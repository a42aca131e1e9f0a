//! Configuration module
//!
//! [`DatabaseConfig`] is read from TOML:
//!
//! ```toml
//! pointer_policy = "cascade"   # or "detach"
//! pretty_snapshots = true
//!
//! [logging]
//! default_level = "INFO"
//!
//! [logging.features]
//! "fielddb::database" = "DEBUG"
//! ```

use serde::{Deserialize, Serialize};
use std::path::Path;

use crate::logging::{ConfigError, LogConfig};

/// What happens to foreign keys that target a key field being deleted.
#[derive(Debug, Clone, Copy, PartialEq, Eq, Default, Serialize, Deserialize)]
#[serde(rename_all = "snake_case")]
pub enum PointerDeletePolicy {
    /// Delete the foreign keys along with their target.
    #[default]
    Cascade,
    /// Keep the foreign keys, clear their target and reset every reference.
    Detach,
}

#[derive(Debug, Clone, PartialEq, Eq, Serialize, Deserialize)]
#[serde(default)]
pub struct DatabaseConfig {
    pub pointer_policy: PointerDeletePolicy,
    /// Indent snapshot JSON written by `Database::save`.
    pub pretty_snapshots: bool,
    pub logging: LogConfig,
}

impl Default for DatabaseConfig {
    fn default() -> Self {
        Self {
            pointer_policy: PointerDeletePolicy::Cascade,
            pretty_snapshots: true,
            logging: LogConfig::default(),
        }
    }
}

impl DatabaseConfig {
    pub fn from_toml_str(content: &str) -> Result<Self, ConfigError> {
        let config: DatabaseConfig =
            toml::from_str(content).map_err(|e| ConfigError::Parse(e.to_string()))?;
        config.logging.validate()?;
        Ok(config)
    }

    /// Load configuration from a TOML file
    pub fn from_file<P: AsRef<Path>>(path: P) -> Result<Self, ConfigError> {
        let content = std::fs::read_to_string(path.as_ref())?;
        Self::from_toml_str(&content)
    }

    pub fn with_pointer_policy(mut self, policy: PointerDeletePolicy) -> Self {
        self.pointer_policy = policy;
        self
    }
}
• • • • • • •
Starting at the line that contains "Self::from_toml_str(&content)", return every line through the last one above, exactly as written.

Answer section —
        Self::from_toml_str(&content)
    }

    pub fn with_pointer_policy(mut self, policy: PointerDeletePolicy) -> Self {
        self.pointer_policy = policy;
        self
    }
}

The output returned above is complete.